ひどいときは、半分の100ボルトまで下がる。
これらは私自身が実際にテスターで測った事があるので、間違いない。
これをブラックアウト(停電)ならぬ、ブラウンアウトとフィリピンでは言う。
これらが原因で、精密な(言い換えれば高価な)機器は壊れやすい。
従って、過電流や低電圧に対抗して、AVRやACR(ともに異常電圧や電流による被害から機器を保護する器具)を接続して、冷蔵庫やTV、電子レンジ、PCなどにプロテクションをかけるのが正解だ。
日本では不要な余計な手間がかかるのだ。
日本では、省エネや電気代節約のため、使用時以外はコンセントを抜くことが多いようだが、フィリピンでは、電気製品を壊さないために抜く場合が多い。
ところ変われば、ナンとやらである。
(今朝となりの敷地では、ブタを2頭つぶしていた。)
(飼育している豚を潰して、解体して肉を売る)
潰して解体する作業は、田舎のフィリピン人男性なら出来る人が多い。
家畜は『生きてるお金』、不急のカネがいる時に売ってカネに換える。
(反対側の隣の敷地には正式には誰も住んでいない)
(ウチの敷地内の海側はこんな感じ。
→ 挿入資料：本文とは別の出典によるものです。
use bevy_app::prelude::*;
use bevy_derive::{Deref, DerefMut};
use bevy_ecs::{prelude::*, system::SystemId};
use navweave_scene::MeshInstance;

/// The current backend registered through [`NavmeshApp::set_navmesh_geometry_backend`]
#[derive(Resource, Clone, Copy, Deref, DerefMut)]
pub struct NavmeshGeometryBackend(pub SystemId<(), Vec<MeshInstance>>);

/// Extension used to implement [`NavmeshApp::set_navmesh_geometry_backend`] on [`App`]
pub trait NavmeshApp {
    /// Set the backend that collects the geometry navmeshes are baked from. Only one backend can
    /// be set at a time. Setting a backend will replace any existing backend. By default, no
    /// backend is set.
    fn set_navmesh_geometry_backend<M>(
        &mut self,
        system: impl IntoSystem<(), Vec<MeshInstance>, M> + 'static,
    ) -> &mut App;
}

impl NavmeshApp for App {
    fn set_navmesh_geometry_backend<M>(
        &mut self,
        system: impl IntoSystem<(), Vec<MeshInstance>, M> + 'static,
    ) -> &mut App {
        let id = self.register_system(system);
        self.world_mut().insert_resource(NavmeshGeometryBackend(id));
        self
    }
}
まだ何も建っていない)
とても暑い日だった。
学校は夏休みになり、夏真っ盛りだ。
そんな日にシコシコ、セッセと働く職人達に、氷水しか差し入れないこのフウテンは、血も涙も無い奴か。
特にラストスパートに入った屋根やさんは、大変だ。
自らも陽射しから逃れるすべも無く、その上ガルバナイズ度鋼板の屋根材料が、火にかけたフライパンのように熱くなっているのだ。
玉子を落としたら、本当に目玉焼きになりそうだ。
『熱地獄』とはこの事か。
暑さで手を抜かないでちょうだい、と念ずるが、ダメかもしれない。
こんな日は早く部屋に帰って、冷えたサンミゲル(ビール)を飲むべし。